Worum wird es an Ihrer Tagung im September gehen?
Die Tagung richtet sich an Politiker*innen sowie Kulturschaffende mit Entscheidungsgewalt. Also an Regisseur*innen, Intendant*innen von Theaterhäusern oder Leiter*innen von Festivals, an denen Tanz und Theater programmiert wird. Wenn Menschen mit Behinderung an die Tanzschulen zugelassen werden und in leitende Positionen kommen sollen, müssen bestehende Strukturen aufgebrochen und neu gedacht werden.
Wie erleben Sie das Echo auf Ihre Forderungen?
Das erste Echo ist immer sehr gut. Niemand sagt, Inklusion sei eine Schnapsidee. Danach muss man aber darauf achten, dass wirklich etwas verändert wird. Will man etwa eine Fachexpertin im Rollstuhl in eine Kommission integrieren, muss das Sitzungszimmer rollstuhlgängig sein.
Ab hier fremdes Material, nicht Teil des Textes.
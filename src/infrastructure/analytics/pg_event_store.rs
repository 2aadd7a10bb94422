//! Time-series writer for analytics events.

use async_trait::async_trait;
use sqlx::PgPool;
use sqlx::types::ipnetwork::IpNetwork;
use std::sync::Arc;

use super::event_store::EventStore;
use crate::domain::events::{UrlAccessedEvent, UrlCreatedEvent};
use crate::error::AppError;

/// Appends events to the two time-partitioned tables.
///
/// Tables are hypertables chunked on their time column in week-sized
/// ranges (see migrations). The writer only inserts; rows are never
/// updated or deleted here. Duplicate rows from redelivered messages are
/// acceptable for analytics. Safe for concurrent use through the pool.
pub struct PgEventStore {
    pool: Arc<PgPool>,
}

impl PgEventStore {
    pub fn new(pool: Arc<PgPool>) -> Self {
        Self { pool }
    }
}

/// Events carry IPs as strings; anything unparseable lands as NULL rather
/// than failing the write.
fn parse_ip(raw: &str) -> Option<IpNetwork> {
    raw.parse().ok()
}

#[async_trait]
impl EventStore for PgEventStore {
    async fn save_url_created(&self, event: &UrlCreatedEvent) -> Result<(), AppError> {
        sqlx::query(
            r#"
            INSERT INTO url_created_events
                (code, original_url, url_hash, strategy, created_at, client_ip, user_agent)
            VALUES ($1, $2, $3, $4, $5, $6, $7)
            "#,
        )
        .bind(&event.code)
        .bind(&event.original_url)
        .bind(&event.url_hash)
        .bind(&event.strategy)
        .bind(event.created_at)
        .bind(parse_ip(&event.client_ip))
        .bind(&event.user_agent)
        .execute(self.pool.as_ref())
        .await?;

        Ok(())
    }

    async fn save_url_accessed(&self, event: &UrlAccessedEvent) -> Result<(), AppError> {
        sqlx::query(
            r#"
            INSERT INTO url_accessed_events
                (code, accessed_at, client_ip, user_agent, referrer)
            VALUES ($1, $2, $3, $4, $5)
            "#,
        )
        .bind(&event.code)
        .bind(event.accessed_at)
        .bind(parse_ip(&event.client_ip))
        .bind(&event.user_agent)
        .bind(&event.referrer)
        .execute(self.pool.as_ref())
        .await?;

        Ok(())
    }
}
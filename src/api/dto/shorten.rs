//! DTOs for the shorten endpoint.

use serde::{Deserialize, Serialize};
use validator::Validate;

/// Request to shorten a URL.
#[derive(Debug, Deserialize, Validate)]
pub struct ShortenRequest {
    /// The URL to shorten, stored verbatim.
    #[validate(length(min = 1, message = "URL must not be empty"))]
    pub url: String,

    /// Shortening strategy: `token` (default) or `hash`.
    pub strategy: Option<String>,
}

/// Response for a successfully created short URL.
#[derive(Debug, Serialize)]
#[serde(rename_all = "camelCase")]
pub struct ShortenResponse {
    pub code: String,
    pub short_url: String,
    pub original_url: String,
}
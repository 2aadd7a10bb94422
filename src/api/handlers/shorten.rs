//! Handler for the shorten endpoint.

use axum::{
    Extension, Json,
    extract::State,
    http::header,
    response::IntoResponse,
};
use serde_json::json;
use tracing::error;
use validator::Validate;

use crate::api::dto::shorten::{ShortenRequest, ShortenResponse};
use crate::api::middleware::RequestMeta;
use crate::application::strategy::StrategyKind;
use crate::domain::events::UrlCreatedEvent;
use crate::error::AppError;
use crate::state::AppState;

/// Creates a short URL.
///
/// # Endpoint
///
/// `POST /shorten`
///
/// # Request Body
///
/// ```json
/// { "url": "https://example.com/very/long/path", "strategy": "hash" }
/// ```
///
/// `strategy` is optional and defaults to `token`. The `hash` strategy
/// returns the existing record when an equivalent URL was shortened
/// before.
///
/// # Response
///
/// `200 OK` with `{code, shortUrl, originalUrl}` and a `Location` header
/// pointing at the short URL. A [`UrlCreatedEvent`] is published
/// best-effort; publish failures never fail the request.
///
/// # Errors
///
/// - `400` for an unknown strategy or (hash strategy) an unparseable URL
/// - `500` for storage failures, with an opaque body
pub async fn shorten_handler(
    State(state): State<AppState>,
    Extension(meta): Extension<RequestMeta>,
    Json(payload): Json<ShortenRequest>,
) -> Result<impl IntoResponse, AppError> {
    payload.validate()?;

    let kind = match payload.strategy.as_deref() {
        None | Some("") => StrategyKind::Token,
        Some(name) => StrategyKind::parse(name).ok_or_else(|| {
            AppError::bad_request(
                "invalid strategy: must be 'token' or 'hash'",
                json!({ "strategy": name }),
            )
        })?,
    };

    let strategy = state
        .strategies
        .get(&kind)
        .ok_or_else(|| AppError::internal("strategy not configured", json!({})))?;

    let short_url = strategy.shorten(&payload.url).await.map_err(|e| match e {
        AppError::Validation { .. } => e,
        other => {
            error!(error = %other, "failed to shorten url");

            AppError::internal("failed to save url", json!({}))
        }
    })?;

    let event = UrlCreatedEvent {
        code: short_url.code.clone(),
        original_url: short_url.original_url.clone(),
        url_hash: short_url.url_hash.clone(),
        strategy: kind.as_str().to_string(),
        created_at: short_url.created_at,
        client_ip: meta.client_ip,
        user_agent: meta.user_agent,
    };

    if let Err(e) = state.analytics.publish_url_created(&event).await {
        error!(code = %event.code, error = %e, "failed to publish created event");
    }

    let full_short_url = format!("{}/{}", state.base_url, short_url.code);

    let body = ShortenResponse {
        code: short_url.code,
        short_url: full_short_url.clone(),
        original_url: short_url.original_url,
    };

    Ok(([(header::LOCATION, full_short_url)], Json(body)))
}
Es fallen vielleicht Kosten an, und dann entsteht rasch Widerstand. Personen, die bei der Umsetzung konsequent bleiben, empfinden die Inklusion aber immer als Bereicherung.
Was wünschen Sie sich für die Zukunft?
Ich wünsche mir mehr Mut zum Konsequentsein. Denn die Möglichkeiten der Inklusion sind noch lange nicht ausgeschöpft. Ich freue mich auf den Tag, an dem ein Tanzhaus oder ein Theater von einer Fachperson mit Behinderung geleitet wird.
Isabella Spirig hat das Netzwerkprojekt IntegrArt des Migros Kulturprozent ins Leben gerufen. Sie war als Tanzpädagogin, Tänzerin und Produktionsleiterin tätig, gründete die Frauentangogruppe Las Tangueras und tourte in der Schweiz, Deutschland und Frankreich. 1998 übernahm sie die Leitung des Fachbereiches Tanz und die künstlerische Leitung des Migros-Kulturprozent Tanzfestival Steps.
Netzwerkprojekt IntegrArt: Seit 2007 engagiert sich das Migros-Kulturprozent mit IntegrArt für die selbstbestimmte Einbindung von Menschen mit Behinderungen in den Kunst- und Kulturbetrieb. Das Projekt vernetzt alle zwei Jahre inklusive Festivals und Theaterhäuser aus der Schweiz für gemeinsame Tanz- und Theaterproduktionen. Am Di, 21. und Mi, 22. September 2021 fandan der Gessnerallee Zürich für den Austausch mit Kultur und Politik die Tagung «Strukturen neu denken» statt.
Dieses Interview erschien am 27. August 2021 im Strassenmagazin Suprise.